use serde::{Deserialize, Serialize};

pub const DEFAULT_REGION: &str = "us-east-1";

/// S3-compatible bucket holding uploaded documents and images
#[derive(Debug, Clone, PartialEq, Eq, Serialize, Deserialize)]
pub struct StorageConfig {
    #[serde(default)]
    pub endpoint: Option<String>,
    #[serde(default = "default_region")]
    pub region: String,
    pub bucket: String,
    #[serde(default)]
    pub access_key: String,
    #[serde(default)]
    pub secret_key: String,
    #[serde(default)]
    pub path_style: bool,
    /// Base of the public URL returned after an upload, e.g. a CDN origin
    #[serde(default)]
    pub public_base_url: Option<String>,
}

fn default_region() -> String {
    DEFAULT_REGION.to_string()
}

impl StorageConfig {
    /// Build from `HELIOPS_STORAGE_*` values, `None` when no bucket is set
    pub fn from_lookup(lookup: impl Fn(&str) -> Option<String>) -> Option<Self> {
        let bucket = lookup("HELIOPS_STORAGE_BUCKET")?;

        Some(Self {
            endpoint: lookup("HELIOPS_STORAGE_ENDPOINT"),
            region: lookup("HELIOPS_STORAGE_REGION").unwrap_or_else(default_region),
            bucket,
            access_key: lookup("HELIOPS_STORAGE_ACCESS_KEY")
                .or_else(|| lookup("AWS_ACCESS_KEY_ID"))
                .unwrap_or_default(),
            secret_key: lookup("HELIOPS_STORAGE_SECRET_KEY")
                .or_else(|| lookup("AWS_SECRET_ACCESS_KEY"))
                .unwrap_or_default(),
            path_style: lookup("HELIOPS_STORAGE_PATH_STYLE")
                .and_then(|v| v.parse().ok())
                .unwrap_or(false),
            public_base_url: lookup("HELIOPS_STORAGE_PUBLIC_URL"),
        })
    }

    /// Local MinIO with its default credentials
    pub fn for_minio(endpoint: impl Into<String>, bucket: impl Into<String>) -> Self {
        Self {
            endpoint: Some(endpoint.into()),
            region: default_region(),
            bucket: bucket.into(),
            access_key: "minioadmin".to_string(),
            secret_key: "minioadmin".to_string(),
            path_style: true,
            public_base_url: None,
        }
    }

    /// Public URL of an object key
    pub fn public_url(&self, key: &str) -> String {
        match (&self.public_base_url, &self.endpoint) {
            (Some(base), _) => format!("{}/{}", base.trim_end_matches('/'), key),
            (None, Some(endpoint)) => {
                format!("{}/{}/{}", endpoint.trim_end_matches('/'), self.bucket, key)
            },
            (None, None) => format!(
                "https://{}.s3.{}.amazonaws.com/{}",
                self.bucket, self.region, key
            ),
        }
    }

    /// Same config with credentials masked, for display
    pub fn redacted(&self) -> Self {
        let mask = |s: &str| if s.is_empty() { String::new() } else { "****".to_string() };
        Self {
            access_key: mask(&self.access_key),
            secret_key: mask(&self.secret_key),
            ..self.clone()
        }
    }
}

Task objective: The whole of the material above is to be restated exactly.

Reply:
use serde::{Deserialize, Serialize};

pub const DEFAULT_REGION: &str = "us-east-1";

/// S3-compatible bucket holding uploaded documents and images
#[derive(Debug, Clone, PartialEq, Eq, Serialize, Deserialize)]
pub struct StorageConfig {
    #[serde(default)]
    pub endpoint: Option<String>,
    #[serde(default = "default_region")]
    pub region: String,
    pub bucket: String,
    #[serde(default)]
    pub access_key: String,
    #[serde(default)]
    pub secret_key: String,
    #[serde(default)]
    pub path_style: bool,
    /// Base of the public URL returned after an upload, e.g. a CDN origin
    #[serde(default)]
    pub public_base_url: Option<String>,
}

fn default_region() -> String {
    DEFAULT_REGION.to_string()
}

impl StorageConfig {
    /// Build from `HELIOPS_STORAGE_*` values, `None` when no bucket is set
    pub fn from_lookup(lookup: impl Fn(&str) -> Option<String>) -> Option<Self> {
        let bucket = lookup("HELIOPS_STORAGE_BUCKET")?;

        Some(Self {
            endpoint: lookup("HELIOPS_STORAGE_ENDPOINT"),
            region: lookup("HELIOPS_STORAGE_REGION").unwrap_or_else(default_region),
            bucket,
            access_key: lookup("HELIOPS_STORAGE_ACCESS_KEY")
                .or_else(|| lookup("AWS_ACCESS_KEY_ID"))
                .unwrap_or_default(),
            secret_key: lookup("HELIOPS_STORAGE_SECRET_KEY")
                .or_else(|| lookup("AWS_SECRET_ACCESS_KEY"))
                .unwrap_or_default(),
            path_style: lookup("HELIOPS_STORAGE_PATH_STYLE")
                .and_then(|v| v.parse().ok())
                .unwrap_or(false),
            public_base_url: lookup("HELIOPS_STORAGE_PUBLIC_URL"),
        })
    }

    /// Local MinIO with its default credentials
    pub fn for_minio(endpoint: impl Into<String>, bucket: impl Into<String>) -> Self {
        Self {
            endpoint: Some(endpoint.into()),
            region: default_region(),
            bucket: bucket.into(),
            access_key: "minioadmin".to_string(),
            secret_key: "minioadmin".to_string(),
            path_style: true,
            public_base_url: None,
        }
    }

    /// Public URL of an object key
    pub fn public_url(&self, key: &str) -> String {
        match (&self.public_base_url, &self.endpoint) {
            (Some(base), _) => format!("{}/{}", base.trim_end_matches('/'), key),
            (None, Some(endpoint)) => {
                format!("{}/{}/{}", endpoint.trim_end_matches('/'), self.bucket, key)
            },
            (None, None) => format!(
                "https://{}.s3.{}.amazonaws.com/{}",
                self.bucket, self.region, key
            ),
        }
    }

    /// Same config with credentials masked, for display
    pub fn redacted(&self) -> Self {
        let mask = |s: &str| if s.is_empty() { String::new() } else { "****".to_string() };
        Self {
            access_key: mask(&self.access_key),
            secret_key: mask(&self.secret_key),
            ..self.clone()
        }
    }
}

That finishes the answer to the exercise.